A major study conducted by researchers at the State University of New York at Fredonia recently found that 93 percent of bottles from 11 leading international water brands were contaminated with plastics.

Another study found that the Great Pacific Garbage Patch is up to 16 times higher than previously estimated, with 79,000 tons of plastic measuring 620,000 miles².

Now scientists at the European Space Agency want to use a satellite to study plastic in our oceans from space.

An Ariane 5 rocket carrying two satellites, Skynet 5D and Mexsat Bicentenario, is pictured from Cayenne after blasting off on December 19, 2012 from the European space centre of Kourou, French Guiana. Getty Images

It is time to reconnect people with the sea—which is where life on Earth most probably originated. It is our vital life support system, providing half the oxygen we breathe.

Where do we start? I suggest by making the ocean visible. Although nothing lives there, Mars, the Moon and Venus are better mapped (at about 100m x 100m resolution) than the seafloor, which is home to many of the 90% of a possible two million species in the ocean yet to be described—and along with them valuable novel marine genetic resources. It is often said that you cannot manage what you cannot measure, but equally the case is that you do not measure what you do not value.

So beginning to measure and map the ocean is vital.

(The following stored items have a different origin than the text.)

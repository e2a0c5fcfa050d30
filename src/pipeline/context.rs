//! Immutable run context shared by every stage.

use super::config::PipelineConfig;
use crate::core::{Period, TimeIndex, MONTHS_PER_YEAR};
use crate::error::{ForecastError, Result};
use crate::models::RegressionAxis;
use crate::utils::RoundingPolicy;
use chrono::NaiveDate;

/// Forecast horizon in months.
pub const FORECAST_HORIZON: usize = MONTHS_PER_YEAR;

/// Values every stage reads and none modifies.
#[derive(Debug, Clone, PartialEq)]
pub struct PipelineContext {
    index: TimeIndex,
    months: Vec<u32>,
    anchor_year: i32,
    rounding: RoundingPolicy,
    regression_axis: RegressionAxis,
}

impl PipelineContext {
    /// Establish the context for a dataset's time index.
    ///
    /// Fails on an empty index, or when no forecast year can be anchored on
    /// the calendar.
    pub fn new(index: &TimeIndex, config: &PipelineConfig) -> Result<Self> {
        if index.is_empty() {
            return Err(ForecastError::EmptyData);
        }
        let anchor_year = match config.anchor_year {
            Some(year) => year,
            None => index.next_year().ok_or_else(|| {
                ForecastError::AnchorYear("no calendar-valid period in the input".to_string())
            })?,
        };
        if NaiveDate::from_ymd_opt(anchor_year, 1, 1).is_none() {
            return Err(ForecastError::AnchorYear(format!(
                "year {} is outside the calendar range",
                anchor_year
            )));
        }

        Ok(Self {
            months: index.months(),
            index: index.clone(),
            anchor_year,
            rounding: config.rounding,
            regression_axis: config.regression_axis,
        })
    }

    /// Historical period count `n`.
    pub fn period_count(&self) -> usize {
        self.index.len()
    }

    pub fn index(&self) -> &TimeIndex {
        &self.index
    }

    /// Calendar month of each historical position.
    pub fn months(&self) -> &[u32] {
        &self.months
    }

    pub fn anchor_year(&self) -> i32 {
        self.anchor_year
    }

    pub fn horizon(&self) -> usize {
        FORECAST_HORIZON
    }

    pub fn forecast_periods(&self) -> Vec<Period> {
        TimeIndex::forecast_periods(self.anchor_year)
    }

    pub fn rounding(&self) -> RoundingPolicy {
        self.rounding
    }

    pub fn regression_axis(&self) -> RegressionAxis {
        self.regression_axis
    }
}
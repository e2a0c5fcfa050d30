//! Reseasonalization of the trend forecast and sequential factor application.

use super::record::FactorRecord;
use crate::core::MONTHS_PER_YEAR;
use crate::error::{ForecastError, Result};
use crate::seasonality::SeasonalIndices;
use crate::utils::RoundingPolicy;

/// Per-month result of composing one series' forecast.
#[derive(Debug, Clone, PartialEq)]
pub struct Composition {
    /// Trend forecast multiplied by the month's seasonal index.
    pub reseasonalized: Vec<f64>,
    /// Value after the last factor in the chain.
    pub final_forecast: Vec<f64>,
}

/// Compose the final forecast with chained rounding.
///
/// `forecast[m]` is the trend value for forecast month `m + 1`. Factor values
/// that are gaps leave the running value unchanged.
///
/// # Example
///
/// ```
/// use trendcast::factors::{compose, FactorKind, FactorRecord};
/// use trendcast::seasonality::SeasonalIndices;
///
/// let forecast = vec![100.0; 12];
/// let factors = vec![
///     FactorRecord::new("North", FactorKind::Multiplicative, vec![Some(1.10); 12]),
///     FactorRecord::new("North", FactorKind::Additive, vec![Some(5.0); 12]),
/// ];
/// let composed = compose(&forecast, &SeasonalIndices::neutral(), &factors).unwrap();
/// assert_eq!(composed.final_forecast[0], 115.0);
/// ```
pub fn compose(
    forecast: &[f64],
    indices: &SeasonalIndices,
    factors: &[FactorRecord],
) -> Result<Composition> {
    let chain: Vec<&FactorRecord> = factors.iter().collect();
    compose_with(forecast, indices, &chain, RoundingPolicy::Chained)
}

/// [`compose`] over borrowed records with an explicit rounding policy.
pub fn compose_with(
    forecast: &[f64],
    indices: &SeasonalIndices,
    factors: &[&FactorRecord],
    rounding: RoundingPolicy,
) -> Result<Composition> {
    if forecast.len() != MONTHS_PER_YEAR {
        return Err(ForecastError::DimensionMismatch {
            expected: MONTHS_PER_YEAR,
            got: forecast.len(),
        });
    }

    let mut reseasonalized = Vec::with_capacity(MONTHS_PER_YEAR);
    let mut final_forecast = Vec::with_capacity(MONTHS_PER_YEAR);

    for (slot, &trend) in forecast.iter().enumerate() {
        let month = slot as u32 + 1;
        let base = rounding.value(indices.reseasonalize(trend, month)?);
        let value = factors.iter().fold(base, |value, factor| {
            match factor.value_at(slot) {
                Some(f) => rounding.value(factor.kind().apply(value, f)),
                None => value,
            }
        });
        reseasonalized.push(base);
        final_forecast.push(value);
    }

    Ok(Composition {
        reseasonalized,
        final_forecast,
    })
}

The Seabed 2030 programme estimates it would take one survey ship 1,000 years to map the ocean to the same resolution as Mars. With concerted international effort of tens of ships, combined with swarms of autonomous underwater vehicles, this is achievable. Estimates say it would cost $3 billion to map the ocean floor—or about the same as a single Mars mission.

It is also important to expand the Global Ocean Observing System, an international scientific endeavor sponsored by the Intergovernmental Oceanographic Commission of UNESCO. Part of this uses satellites which give global coverage, but these only see the thin surface skin of the sea. From this, we get a blurred (5km x 5km) map of the seafloor because of the way it is distorted by the sea surface. Therefore 'in-water' measurements are essential.

Underwater photo showing the diverse animal life in McMurdo Sound. NSF/USAP photo by Steve Clabuesch

The global array of continuous scientific measurements has already demonstrated what can be achieved. Through scientific cooperation between 34 countries since the turn of this century, the Argo profiling float programme has grown to 4,000 floats distributed across most of the world's ice-free ocean, measuring the temperature and salinity of the upper 2km. Argo has contributed vital measurements reducing uncertainty in how much heat the ocean takes up 93% of all excess heat in the Earth system and it is helping in very practical ways to improve seasonal weather forecasting, because ocean heat released back into the atmosphere powers weather systems.

Despite the advances, these measurements still leave most of the ocean below 2km depth unmeasured routinely or continuously. The global observing system mostly monitors the 'easy-to-measure' physical properties of the sea—and even then is stubbornly stalled at 65% of the extent of the network that scientists consider needed.

Why? There are multiple reasons but it basically comes down to funding. Research funding agencies don't really like investing in this sort of thing. A lot needs to be spent on infrastructure before getting more immediate scientific returns and demonstrable societal benefits from scientific discoveries. Then, because the outcomes are likely to be practically useful, research funding agencies are often suspicious that someone else should really be paying.

At the same time, much of the global system is necessarily located outside national jurisdictions, so national agencies find it hard to justify the benefits in the face of more local and immediate challenges. The philanthropic community tends to prefer supporting more tangible, visible projects. Contributing a small part of an ongoing integrated global observing infrastructure is not a first choice.

The result is that a large part the global ocean observing system is supported by the best endeavors of a frighteningly small number of dedicated scientists, working together internationally and supporting long-term activities with an accumulation of short-term science and R&D projects, meaning that the system does not have much funding resilience—and no basis on which to continue to build and enhance it.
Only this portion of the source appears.